Sind die USA das Land der Träume?

VonNorbert Häring

Die OECD Live Index-Studie hat überraschende Ergebnisse hervorgebracht: Die USA erhalten die Note „sehr gut“. Dabei zeichnen sich besonders im Gesundheitsbereich deutliche Missstände ab. Haben die USA die Note verdient?

Norbert Häring

Norbert Häring ist Korrespondent in Frankfurt.
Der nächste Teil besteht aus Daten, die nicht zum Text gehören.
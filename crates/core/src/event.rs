// SPDX-License-Identifier: BUSL-1.1
// Copyright (c) 2026 Alfred Jean LLC

//! Typed events carried on the per-queue events stream.
//!
//! Stream entries are flat field lists; [`Event::from_fields`] and
//! [`Event::to_fields`] convert between the wire shape and the typed enum.
//! Scripts append entries in the same atomic step as the state mutation;
//! the worker appends only circuit-breaker transitions.

use serde::{Deserialize, Serialize};

/// One raw entry read from the events stream.
#[derive(Debug, Clone, PartialEq, Eq)]
pub struct RawStreamEntry {
    /// Stream id, the consumer cursor.
    pub id: String,
    pub fields: Vec<(String, String)>,
}

/// Events that observers can subscribe to.
#[derive(Debug, Clone, PartialEq, Serialize, Deserialize)]
#[serde(tag = "type")]
pub enum Event {
    #[serde(rename = "waiting")]
    Waiting { job_id: String },

    #[serde(rename = "active")]
    Active { job_id: String },

    #[serde(rename = "completed")]
    Completed {
        job_id: String,
        /// JSON-encoded processor return value.
        returnvalue: String,
    },

    #[serde(rename = "failed")]
    Failed { job_id: String, failed_reason: String },

    #[serde(rename = "progress")]
    Progress {
        job_id: String,
        /// JSON-encoded progress payload.
        data: String,
    },

    #[serde(rename = "delayed")]
    Delayed {
        job_id: String,
        /// Epoch ms at which the job becomes ready.
        delay: u64,
    },

    #[serde(rename = "removed")]
    Removed { job_id: String },

    /// An add was short-circuited by a deduplication marker.
    #[serde(rename = "duplicated")]
    Duplicated { job_id: String, deduplication_id: String },

    #[serde(rename = "deadLettered")]
    DeadLettered {
        job_id: String,
        dead_letter_queue: String,
        failed_reason: String,
    },

    #[serde(rename = "paused")]
    Paused,

    #[serde(rename = "resumed")]
    Resumed,

    #[serde(rename = "drained")]
    Drained,

    #[serde(rename = "group:compensating")]
    GroupCompensating { group_id: String, group_name: String },

    #[serde(rename = "group:completed")]
    GroupCompleted { group_id: String, group_name: String },

    #[serde(rename = "group:failed")]
    GroupFailed { group_id: String, group_name: String },

    #[serde(rename = "group:failed_compensation")]
    GroupFailedCompensation { group_id: String, group_name: String },

    #[serde(rename = "circuit:open")]
    CircuitOpen { failures: u32, threshold: u32 },

    #[serde(rename = "circuit:half-open")]
    CircuitHalfOpen,

    #[serde(rename = "circuit:closed")]
    CircuitClosed {
        /// Job whose success closed the breaker, when known.
        #[serde(default, skip_serializing_if = "Option::is_none")]
        test_job_id: Option<String>,
    },
}

crate::simple_display! {
    Event {
        Waiting { .. } => "waiting",
        Active { .. } => "active",
        Completed { .. } => "completed",
        Failed { .. } => "failed",
        Progress { .. } => "progress",
        Delayed { .. } => "delayed",
        Removed { .. } => "removed",
        Duplicated { .. } => "duplicated",
        DeadLettered { .. } => "deadLettered",
        Paused => "paused",
        Resumed => "resumed",
        Drained => "drained",
        GroupCompensating { .. } => "group:compensating",
        GroupCompleted { .. } => "group:completed",
        GroupFailed { .. } => "group:failed",
        GroupFailedCompensation { .. } => "group:failed_compensation",
        CircuitOpen { .. } => "circuit:open",
        CircuitHalfOpen => "circuit:half-open",
        CircuitClosed { .. } => "circuit:closed",
    }
}

impl Event {
    /// The job id this event refers to, when applicable.
    pub fn job_id(&self) -> Option<&str> {
        match self {
            Self::Waiting { job_id }
            | Self::Active { job_id }
            | Self::Completed { job_id, .. }
            | Self::Failed { job_id, .. }
            | Self::Progress { job_id, .. }
            | Self::Delayed { job_id, .. }
            | Self::Removed { job_id }
            | Self::Duplicated { job_id, .. }
            | Self::DeadLettered { job_id, .. } => Some(job_id),
            _ => None,
        }
    }

    /// Parse a flat stream entry. Unknown event names return `None` so
    /// readers skip entries written by newer versions.
    pub fn from_fields(fields: &[(String, String)]) -> Option<Self> {
        let get = |key: &str| fields.iter().find(|(k, _)| k == key).map(|(_, v)| v.clone());
        let event = get("event")?;
        let job_id = || get("jobId").unwrap_or_default();

        match event.as_str() {
            "waiting" => Some(Self::Waiting { job_id: job_id() }),
            "active" => Some(Self::Active { job_id: job_id() }),
            "completed" => Some(Self::Completed {
                job_id: job_id(),
                returnvalue: get("returnvalue").unwrap_or_else(|| "null".into()),
            }),
            "failed" => Some(Self::Failed {
                job_id: job_id(),
                failed_reason: get("failedReason").unwrap_or_default(),
            }),
            "progress" => Some(Self::Progress {
                job_id: job_id(),
                data: get("data").unwrap_or_else(|| "null".into()),
            }),
            "delayed" => Some(Self::Delayed {
                job_id: job_id(),
                delay: get("delay").and_then(|v| v.parse().ok()).unwrap_or(0),
            }),
            "removed" => Some(Self::Removed { job_id: job_id() }),
            "duplicated" => Some(Self::Duplicated {
                job_id: job_id(),
                deduplication_id: get("deduplicationId").unwrap_or_default(),
            }),
            "deadLettered" => Some(Self::DeadLettered {
                job_id: job_id(),
                dead_letter_queue: get("deadLetterQueue").unwrap_or_default(),
                failed_reason: get("failedReason").unwrap_or_default(),
            }),
            "paused" => Some(Self::Paused),
            "resumed" => Some(Self::Resumed),
            "drained" => Some(Self::Drained),
            "group:compensating" => Some(Self::GroupCompensating {
                group_id: get("groupId").unwrap_or_default(),
                group_name: get("groupName").unwrap_or_default(),
            }),
            "group:completed" => Some(Self::GroupCompleted {
                group_id: get("groupId").unwrap_or_default(),
                group_name: get("groupName").unwrap_or_default(),
            }),
            "group:failed" => Some(Self::GroupFailed {
                group_id: get("groupId").unwrap_or_default(),
                group_name: get("groupName").unwrap_or_default(),
            }),
            "group:failed_compensation" => Some(Self::GroupFailedCompensation {
                group_id: get("groupId").unwrap_or_default(),
                group_name: get("groupName").unwrap_or_default(),
            }),
            "circuit:open" => Some(Self::CircuitOpen {
                failures: get("failures").and_then(|v| v.parse().ok()).unwrap_or(0),
                threshold: get("threshold").and_then(|v| v.parse().ok()).unwrap_or(0),
            }),
            "circuit:half-open" => Some(Self::CircuitHalfOpen),
            "circuit:closed" => Some(Self::CircuitClosed { test_job_id: get("testJobId") }),
            _ => None,
        }
    }

    /// Flatten into stream fields (the inverse of [`Self::from_fields`]).
    pub fn to_fields(&self) -> Vec<(String, String)> {
        let mut fields = vec![("event".to_string(), self.to_string())];
        let mut push = |key: &str, value: String| fields.push((key.to_string(), value));
        match self {
            Self::Waiting { job_id }
            | Self::Active { job_id }
            | Self::Removed { job_id } => push("jobId", job_id.clone()),
            Self::Completed { job_id, returnvalue } => {
                push("jobId", job_id.clone());
                push("returnvalue", returnvalue.clone());
            }
            Self::Failed { job_id, failed_reason } => {
                push("jobId", job_id.clone());
                push("failedReason", failed_reason.clone());
            }
            Self::Progress { job_id, data } => {
                push("jobId", job_id.clone());
                push("data", data.clone());
            }
            Self::Delayed { job_id, delay } => {
                push("jobId", job_id.clone());
                push("delay", delay.to_string());
            }
            Self::Duplicated { job_id, deduplication_id } => {
                push("jobId", job_id.clone());
                push("deduplicationId", deduplication_id.clone());
            }
            Self::DeadLettered { job_id, dead_letter_queue, failed_reason } => {
                push("jobId", job_id.clone());
                push("deadLetterQueue", dead_letter_queue.clone());
                push("failedReason", failed_reason.clone());
            }
            Self::Paused | Self::Resumed | Self::Drained | Self::CircuitHalfOpen => {}
            Self::GroupCompensating { group_id, group_name }
            | Self::GroupCompleted { group_id, group_name }
            | Self::GroupFailed { group_id, group_name }
            | Self::GroupFailedCompensation { group_id, group_name } => {
                push("groupId", group_id.clone());
                push("groupName", group_name.clone());
            }
            Self::CircuitOpen { failures, threshold } => {
                push("failures", failures.to_string());
                push("threshold", threshold.to_string());
            }
            Self::CircuitClosed { test_job_id } => {
                if let Some(id) = test_job_id {
                    push("testJobId", id.clone());
                }
            }
        }
        fields
    }
}

#[cfg(test)]
#[path = "event_tests.rs"]
mod tests;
FrankfurtDie Industrieländerorganisation OECD hat einen Better Live Index entwickelt: einen Index für das bessere Leben. Daraus sollen wir, jenseits von einfachen Vergleichen des Durchschnittseinkommens, erkennen können, wo man am besten lebt.
Das ist an sich ein löbliches Unterfangen. Allerdings sind die Ergebnisse überraschend, die uns präsentiert werden. Was zunächst einmal nichts Schlechtes ist. Allerdings ist die Methodik der Untersuchung in vielen Fällen zumindest fragwürdig.
So schneiden beispielsweise die USA nicht nur insgesamt sehr gut ab. Sie liegen auch im Bereich Gesundheit in der Spitzengruppe - deutlich vor Deutschland. Dieses gute Abschneiden widerspricht nicht nur verbreiteten Vorurteilen, sondern auch den harten Fakten. Nach den OECD-Daten ist in den USA ein Drittel der erwachsenen Bevölkerung fettleibig: ein trauriger Rekord unter den Industrienationen. An Aids leiden 45-mal mehr Menschen als in Deutschland, der dritthöchste Wert der OECD-Länder.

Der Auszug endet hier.